__Listed entries__
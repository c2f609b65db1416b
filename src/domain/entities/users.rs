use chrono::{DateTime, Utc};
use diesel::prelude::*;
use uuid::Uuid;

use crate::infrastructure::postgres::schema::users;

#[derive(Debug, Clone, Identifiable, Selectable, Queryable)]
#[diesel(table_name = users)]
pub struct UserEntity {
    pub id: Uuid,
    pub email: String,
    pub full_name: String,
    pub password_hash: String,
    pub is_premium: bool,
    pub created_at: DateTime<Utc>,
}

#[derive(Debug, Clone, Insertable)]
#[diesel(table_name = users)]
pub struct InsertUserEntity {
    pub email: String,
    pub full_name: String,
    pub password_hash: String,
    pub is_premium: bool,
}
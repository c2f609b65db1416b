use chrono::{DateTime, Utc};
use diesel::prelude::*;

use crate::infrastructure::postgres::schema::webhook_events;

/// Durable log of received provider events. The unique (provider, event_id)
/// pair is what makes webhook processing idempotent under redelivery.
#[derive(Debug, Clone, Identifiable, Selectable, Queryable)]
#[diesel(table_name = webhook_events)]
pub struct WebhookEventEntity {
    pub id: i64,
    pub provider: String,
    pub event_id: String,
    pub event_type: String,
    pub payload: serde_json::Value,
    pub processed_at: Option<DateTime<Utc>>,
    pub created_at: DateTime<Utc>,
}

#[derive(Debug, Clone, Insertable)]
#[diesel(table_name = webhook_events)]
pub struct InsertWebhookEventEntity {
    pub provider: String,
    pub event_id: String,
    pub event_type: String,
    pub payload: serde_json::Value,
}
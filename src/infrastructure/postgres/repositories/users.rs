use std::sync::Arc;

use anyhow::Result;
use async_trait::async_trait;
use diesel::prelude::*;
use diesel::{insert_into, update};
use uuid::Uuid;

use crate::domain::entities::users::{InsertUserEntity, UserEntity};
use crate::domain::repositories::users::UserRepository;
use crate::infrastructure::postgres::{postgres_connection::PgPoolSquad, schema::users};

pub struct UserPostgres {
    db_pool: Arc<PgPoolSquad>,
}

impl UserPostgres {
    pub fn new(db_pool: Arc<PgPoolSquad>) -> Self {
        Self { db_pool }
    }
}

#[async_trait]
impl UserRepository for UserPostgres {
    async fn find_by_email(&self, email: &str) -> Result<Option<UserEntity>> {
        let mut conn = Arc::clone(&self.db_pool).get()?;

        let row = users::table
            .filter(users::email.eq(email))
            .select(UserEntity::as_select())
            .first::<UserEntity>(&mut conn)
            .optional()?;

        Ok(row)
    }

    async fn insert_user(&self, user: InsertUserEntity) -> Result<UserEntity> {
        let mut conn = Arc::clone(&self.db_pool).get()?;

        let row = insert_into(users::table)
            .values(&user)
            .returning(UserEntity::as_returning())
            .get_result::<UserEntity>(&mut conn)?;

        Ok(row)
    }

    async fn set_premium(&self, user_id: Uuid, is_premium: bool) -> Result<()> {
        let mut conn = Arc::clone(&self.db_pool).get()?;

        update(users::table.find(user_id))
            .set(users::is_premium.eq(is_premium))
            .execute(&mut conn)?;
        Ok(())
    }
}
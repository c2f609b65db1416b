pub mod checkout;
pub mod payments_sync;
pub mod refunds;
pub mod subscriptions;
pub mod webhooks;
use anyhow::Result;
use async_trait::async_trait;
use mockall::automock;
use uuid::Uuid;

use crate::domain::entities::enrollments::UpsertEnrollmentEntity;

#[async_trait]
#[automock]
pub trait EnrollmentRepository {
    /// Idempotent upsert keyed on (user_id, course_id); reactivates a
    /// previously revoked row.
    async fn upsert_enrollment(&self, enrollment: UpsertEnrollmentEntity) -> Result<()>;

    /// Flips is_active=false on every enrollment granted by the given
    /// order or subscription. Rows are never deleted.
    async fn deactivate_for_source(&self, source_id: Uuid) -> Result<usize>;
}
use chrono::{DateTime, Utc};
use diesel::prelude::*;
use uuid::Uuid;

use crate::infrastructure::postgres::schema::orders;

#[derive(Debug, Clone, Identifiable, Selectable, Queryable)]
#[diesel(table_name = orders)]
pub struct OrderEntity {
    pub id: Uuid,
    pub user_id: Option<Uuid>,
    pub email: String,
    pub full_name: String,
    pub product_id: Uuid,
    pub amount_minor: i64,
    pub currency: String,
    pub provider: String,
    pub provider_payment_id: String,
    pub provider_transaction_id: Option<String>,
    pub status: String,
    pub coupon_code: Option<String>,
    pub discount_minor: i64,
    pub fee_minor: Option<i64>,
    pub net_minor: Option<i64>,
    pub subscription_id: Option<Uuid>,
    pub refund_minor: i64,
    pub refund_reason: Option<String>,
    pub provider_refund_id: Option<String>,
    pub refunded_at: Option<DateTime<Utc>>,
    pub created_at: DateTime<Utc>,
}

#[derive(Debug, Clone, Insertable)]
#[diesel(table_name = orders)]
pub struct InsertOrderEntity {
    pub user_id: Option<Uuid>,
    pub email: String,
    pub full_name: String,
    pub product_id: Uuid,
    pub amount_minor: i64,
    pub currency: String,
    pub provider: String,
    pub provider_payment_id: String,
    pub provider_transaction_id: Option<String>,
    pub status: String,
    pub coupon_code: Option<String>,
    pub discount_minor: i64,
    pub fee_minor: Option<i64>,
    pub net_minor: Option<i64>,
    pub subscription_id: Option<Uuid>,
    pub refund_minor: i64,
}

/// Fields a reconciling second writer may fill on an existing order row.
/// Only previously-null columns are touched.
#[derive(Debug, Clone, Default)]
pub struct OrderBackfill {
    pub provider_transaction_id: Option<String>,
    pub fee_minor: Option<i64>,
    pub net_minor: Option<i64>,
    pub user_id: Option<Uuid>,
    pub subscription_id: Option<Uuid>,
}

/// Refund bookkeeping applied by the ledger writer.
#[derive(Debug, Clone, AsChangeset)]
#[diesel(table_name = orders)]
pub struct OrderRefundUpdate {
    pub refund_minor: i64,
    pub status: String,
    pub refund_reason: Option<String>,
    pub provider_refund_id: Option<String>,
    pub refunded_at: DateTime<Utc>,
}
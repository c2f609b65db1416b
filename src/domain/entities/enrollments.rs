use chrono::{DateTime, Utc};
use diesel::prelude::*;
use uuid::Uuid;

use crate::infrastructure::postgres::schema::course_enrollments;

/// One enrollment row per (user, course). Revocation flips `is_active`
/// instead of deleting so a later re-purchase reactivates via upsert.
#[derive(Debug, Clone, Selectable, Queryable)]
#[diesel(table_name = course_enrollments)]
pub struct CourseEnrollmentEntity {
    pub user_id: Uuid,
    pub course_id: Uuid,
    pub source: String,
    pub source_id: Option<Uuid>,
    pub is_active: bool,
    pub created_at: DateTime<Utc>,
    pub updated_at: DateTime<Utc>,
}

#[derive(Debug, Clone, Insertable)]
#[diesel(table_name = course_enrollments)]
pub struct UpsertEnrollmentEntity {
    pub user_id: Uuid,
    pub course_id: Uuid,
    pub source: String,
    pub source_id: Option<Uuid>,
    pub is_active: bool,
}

* * *

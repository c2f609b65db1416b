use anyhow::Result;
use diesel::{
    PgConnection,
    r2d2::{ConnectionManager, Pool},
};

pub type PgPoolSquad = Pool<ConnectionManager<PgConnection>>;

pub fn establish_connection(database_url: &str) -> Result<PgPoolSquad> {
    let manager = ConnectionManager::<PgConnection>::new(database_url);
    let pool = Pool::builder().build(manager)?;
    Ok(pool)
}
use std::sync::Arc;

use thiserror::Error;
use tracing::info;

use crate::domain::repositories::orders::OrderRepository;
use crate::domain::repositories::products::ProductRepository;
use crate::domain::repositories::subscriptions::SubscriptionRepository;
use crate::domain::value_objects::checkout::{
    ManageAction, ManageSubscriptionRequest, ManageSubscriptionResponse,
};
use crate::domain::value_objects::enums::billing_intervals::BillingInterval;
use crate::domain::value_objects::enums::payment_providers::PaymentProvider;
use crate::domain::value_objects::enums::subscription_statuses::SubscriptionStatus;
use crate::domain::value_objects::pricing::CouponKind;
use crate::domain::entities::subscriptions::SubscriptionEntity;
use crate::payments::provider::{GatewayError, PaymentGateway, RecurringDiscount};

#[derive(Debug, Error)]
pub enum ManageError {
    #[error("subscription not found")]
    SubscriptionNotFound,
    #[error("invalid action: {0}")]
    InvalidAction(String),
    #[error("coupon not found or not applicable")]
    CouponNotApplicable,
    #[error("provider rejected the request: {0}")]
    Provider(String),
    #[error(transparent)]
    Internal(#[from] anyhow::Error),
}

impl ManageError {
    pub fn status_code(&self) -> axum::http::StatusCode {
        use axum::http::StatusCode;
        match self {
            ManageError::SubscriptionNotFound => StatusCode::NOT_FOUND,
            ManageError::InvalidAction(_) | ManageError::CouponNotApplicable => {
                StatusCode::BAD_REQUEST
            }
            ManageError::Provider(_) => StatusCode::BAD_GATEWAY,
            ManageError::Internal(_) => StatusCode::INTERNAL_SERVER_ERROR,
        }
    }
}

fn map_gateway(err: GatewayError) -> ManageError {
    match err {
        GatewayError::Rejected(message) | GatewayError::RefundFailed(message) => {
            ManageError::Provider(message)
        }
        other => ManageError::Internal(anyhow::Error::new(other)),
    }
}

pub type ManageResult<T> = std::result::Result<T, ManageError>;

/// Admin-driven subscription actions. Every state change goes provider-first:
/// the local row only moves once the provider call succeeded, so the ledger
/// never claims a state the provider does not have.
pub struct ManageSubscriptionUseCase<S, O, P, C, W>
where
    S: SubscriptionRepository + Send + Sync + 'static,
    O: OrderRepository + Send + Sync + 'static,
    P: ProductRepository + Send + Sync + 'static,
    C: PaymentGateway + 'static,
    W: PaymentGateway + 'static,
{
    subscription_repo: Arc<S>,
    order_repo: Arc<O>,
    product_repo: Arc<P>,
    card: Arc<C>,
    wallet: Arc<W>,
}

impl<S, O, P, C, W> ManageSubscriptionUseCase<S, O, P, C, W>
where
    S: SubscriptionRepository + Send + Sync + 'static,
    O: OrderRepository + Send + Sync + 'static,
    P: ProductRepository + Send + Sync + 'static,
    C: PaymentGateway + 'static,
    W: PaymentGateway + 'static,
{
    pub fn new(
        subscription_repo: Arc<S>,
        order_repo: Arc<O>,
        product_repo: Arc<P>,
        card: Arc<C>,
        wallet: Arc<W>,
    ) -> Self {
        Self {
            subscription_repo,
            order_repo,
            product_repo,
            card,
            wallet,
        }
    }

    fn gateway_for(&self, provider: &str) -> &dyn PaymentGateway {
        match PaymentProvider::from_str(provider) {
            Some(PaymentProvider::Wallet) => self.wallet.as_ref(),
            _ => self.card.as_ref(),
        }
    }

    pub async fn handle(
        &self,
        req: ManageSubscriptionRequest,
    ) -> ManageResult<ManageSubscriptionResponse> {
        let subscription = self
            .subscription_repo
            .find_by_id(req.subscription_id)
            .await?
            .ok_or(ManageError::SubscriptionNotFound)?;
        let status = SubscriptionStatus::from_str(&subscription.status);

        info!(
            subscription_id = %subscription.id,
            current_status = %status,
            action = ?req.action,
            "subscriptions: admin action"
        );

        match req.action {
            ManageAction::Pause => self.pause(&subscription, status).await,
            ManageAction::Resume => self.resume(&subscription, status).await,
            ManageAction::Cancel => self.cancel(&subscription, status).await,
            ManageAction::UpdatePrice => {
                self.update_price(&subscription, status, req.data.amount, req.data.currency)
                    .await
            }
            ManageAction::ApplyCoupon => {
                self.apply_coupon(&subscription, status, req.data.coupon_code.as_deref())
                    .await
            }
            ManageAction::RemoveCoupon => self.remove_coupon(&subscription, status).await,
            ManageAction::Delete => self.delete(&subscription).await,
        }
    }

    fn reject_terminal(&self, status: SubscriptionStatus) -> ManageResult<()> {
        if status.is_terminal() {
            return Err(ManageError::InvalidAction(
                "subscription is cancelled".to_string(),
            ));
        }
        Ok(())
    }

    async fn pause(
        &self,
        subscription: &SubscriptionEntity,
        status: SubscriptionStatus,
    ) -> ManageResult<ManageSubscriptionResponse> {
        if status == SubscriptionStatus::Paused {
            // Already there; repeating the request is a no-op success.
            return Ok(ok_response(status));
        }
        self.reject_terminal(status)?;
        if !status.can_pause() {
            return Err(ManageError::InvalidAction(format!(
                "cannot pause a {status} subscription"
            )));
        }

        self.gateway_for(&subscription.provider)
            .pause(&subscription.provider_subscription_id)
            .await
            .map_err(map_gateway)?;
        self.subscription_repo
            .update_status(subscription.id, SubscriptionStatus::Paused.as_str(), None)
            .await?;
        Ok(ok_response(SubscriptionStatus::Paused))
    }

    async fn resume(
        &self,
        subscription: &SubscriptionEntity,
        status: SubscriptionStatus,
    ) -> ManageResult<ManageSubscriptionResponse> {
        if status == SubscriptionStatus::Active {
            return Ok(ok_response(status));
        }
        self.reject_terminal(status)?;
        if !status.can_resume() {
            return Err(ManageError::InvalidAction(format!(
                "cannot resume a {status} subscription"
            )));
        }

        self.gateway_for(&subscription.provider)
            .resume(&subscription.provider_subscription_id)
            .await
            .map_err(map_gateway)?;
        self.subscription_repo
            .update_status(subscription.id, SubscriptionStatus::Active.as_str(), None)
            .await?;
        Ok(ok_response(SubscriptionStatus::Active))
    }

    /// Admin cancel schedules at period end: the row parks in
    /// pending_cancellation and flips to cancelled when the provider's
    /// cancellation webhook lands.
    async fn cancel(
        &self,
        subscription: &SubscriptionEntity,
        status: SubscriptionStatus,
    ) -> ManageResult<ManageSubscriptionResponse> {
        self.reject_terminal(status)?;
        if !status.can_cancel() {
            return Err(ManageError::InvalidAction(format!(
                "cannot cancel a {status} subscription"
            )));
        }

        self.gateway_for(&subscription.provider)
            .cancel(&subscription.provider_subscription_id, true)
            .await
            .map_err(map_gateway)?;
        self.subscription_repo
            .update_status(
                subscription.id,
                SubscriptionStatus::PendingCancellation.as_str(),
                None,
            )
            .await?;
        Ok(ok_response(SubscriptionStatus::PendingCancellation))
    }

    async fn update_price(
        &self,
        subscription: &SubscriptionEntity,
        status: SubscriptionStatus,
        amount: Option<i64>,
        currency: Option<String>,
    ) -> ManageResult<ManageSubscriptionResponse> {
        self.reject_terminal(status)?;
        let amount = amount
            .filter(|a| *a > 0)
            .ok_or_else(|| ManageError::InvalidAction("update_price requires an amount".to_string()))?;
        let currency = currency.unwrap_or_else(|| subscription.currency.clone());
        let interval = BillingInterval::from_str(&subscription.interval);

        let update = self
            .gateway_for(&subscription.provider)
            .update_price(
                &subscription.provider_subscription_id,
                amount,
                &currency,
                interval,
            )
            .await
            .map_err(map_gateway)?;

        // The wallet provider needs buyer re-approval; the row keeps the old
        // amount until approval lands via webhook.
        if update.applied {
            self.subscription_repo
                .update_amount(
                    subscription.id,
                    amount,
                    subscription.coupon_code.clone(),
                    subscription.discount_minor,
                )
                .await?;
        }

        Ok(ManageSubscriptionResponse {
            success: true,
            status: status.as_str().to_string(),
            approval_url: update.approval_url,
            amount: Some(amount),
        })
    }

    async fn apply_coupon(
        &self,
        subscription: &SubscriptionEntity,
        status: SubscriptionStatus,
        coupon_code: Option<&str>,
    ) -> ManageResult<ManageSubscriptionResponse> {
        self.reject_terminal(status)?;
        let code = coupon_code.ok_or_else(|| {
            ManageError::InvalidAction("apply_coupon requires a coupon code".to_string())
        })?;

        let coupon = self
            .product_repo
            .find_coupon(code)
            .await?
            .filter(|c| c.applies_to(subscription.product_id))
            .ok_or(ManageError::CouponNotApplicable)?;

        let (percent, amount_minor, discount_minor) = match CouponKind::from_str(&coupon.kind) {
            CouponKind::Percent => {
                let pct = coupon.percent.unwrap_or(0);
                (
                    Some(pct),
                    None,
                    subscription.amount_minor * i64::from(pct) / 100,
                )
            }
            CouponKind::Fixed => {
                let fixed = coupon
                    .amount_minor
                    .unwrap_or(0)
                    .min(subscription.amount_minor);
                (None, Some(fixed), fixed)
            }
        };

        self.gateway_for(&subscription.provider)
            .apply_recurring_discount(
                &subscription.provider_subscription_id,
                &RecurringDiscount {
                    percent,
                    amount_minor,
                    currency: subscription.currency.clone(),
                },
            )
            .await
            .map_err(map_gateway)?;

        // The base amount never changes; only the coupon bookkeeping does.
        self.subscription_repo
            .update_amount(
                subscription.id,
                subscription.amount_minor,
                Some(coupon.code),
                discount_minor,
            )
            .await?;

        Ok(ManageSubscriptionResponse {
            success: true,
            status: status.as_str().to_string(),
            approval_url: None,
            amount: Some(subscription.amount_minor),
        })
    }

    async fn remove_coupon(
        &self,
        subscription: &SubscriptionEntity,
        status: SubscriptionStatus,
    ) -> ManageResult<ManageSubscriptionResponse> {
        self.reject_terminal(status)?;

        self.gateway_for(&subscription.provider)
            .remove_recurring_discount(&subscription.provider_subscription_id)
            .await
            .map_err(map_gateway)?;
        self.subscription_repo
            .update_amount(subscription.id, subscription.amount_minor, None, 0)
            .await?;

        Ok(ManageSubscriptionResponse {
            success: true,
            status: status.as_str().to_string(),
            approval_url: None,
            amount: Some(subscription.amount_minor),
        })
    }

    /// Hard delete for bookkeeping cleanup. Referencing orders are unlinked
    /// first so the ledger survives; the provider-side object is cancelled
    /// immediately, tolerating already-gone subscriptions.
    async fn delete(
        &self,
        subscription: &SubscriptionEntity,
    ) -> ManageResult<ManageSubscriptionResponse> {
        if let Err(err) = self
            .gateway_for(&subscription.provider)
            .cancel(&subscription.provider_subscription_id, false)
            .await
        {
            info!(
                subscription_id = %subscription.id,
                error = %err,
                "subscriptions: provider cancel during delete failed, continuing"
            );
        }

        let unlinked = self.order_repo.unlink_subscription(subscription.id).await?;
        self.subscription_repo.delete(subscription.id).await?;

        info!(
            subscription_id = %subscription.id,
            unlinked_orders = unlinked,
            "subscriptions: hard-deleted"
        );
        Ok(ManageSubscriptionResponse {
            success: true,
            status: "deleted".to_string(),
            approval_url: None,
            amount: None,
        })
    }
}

---

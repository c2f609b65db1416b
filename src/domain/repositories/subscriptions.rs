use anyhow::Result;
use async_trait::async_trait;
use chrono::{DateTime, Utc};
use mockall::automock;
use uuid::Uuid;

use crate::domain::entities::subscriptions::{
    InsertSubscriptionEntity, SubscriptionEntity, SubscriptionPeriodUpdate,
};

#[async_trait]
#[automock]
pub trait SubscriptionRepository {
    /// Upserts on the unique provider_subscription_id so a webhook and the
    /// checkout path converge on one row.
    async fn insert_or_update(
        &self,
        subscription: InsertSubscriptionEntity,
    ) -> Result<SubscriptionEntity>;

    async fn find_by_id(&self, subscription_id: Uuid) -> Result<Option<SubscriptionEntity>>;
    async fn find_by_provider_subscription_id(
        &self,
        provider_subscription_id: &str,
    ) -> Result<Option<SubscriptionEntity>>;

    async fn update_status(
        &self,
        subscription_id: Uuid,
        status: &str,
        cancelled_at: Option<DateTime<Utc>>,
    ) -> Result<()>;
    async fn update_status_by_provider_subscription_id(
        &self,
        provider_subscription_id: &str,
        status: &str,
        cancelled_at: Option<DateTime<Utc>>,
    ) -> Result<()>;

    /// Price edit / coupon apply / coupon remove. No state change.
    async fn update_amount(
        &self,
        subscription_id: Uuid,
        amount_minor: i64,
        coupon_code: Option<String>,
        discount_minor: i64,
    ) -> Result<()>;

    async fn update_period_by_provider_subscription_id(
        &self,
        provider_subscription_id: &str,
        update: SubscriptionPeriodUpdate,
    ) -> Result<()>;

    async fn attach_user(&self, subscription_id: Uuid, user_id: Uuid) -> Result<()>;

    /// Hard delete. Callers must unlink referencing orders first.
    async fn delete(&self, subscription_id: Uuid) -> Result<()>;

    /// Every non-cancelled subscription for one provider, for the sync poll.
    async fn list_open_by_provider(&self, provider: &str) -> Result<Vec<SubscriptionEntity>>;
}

__Task to carry out__
Search the listing above for lines with the word "Paused", and state how many there are, nothing else.

__Exercise output__
3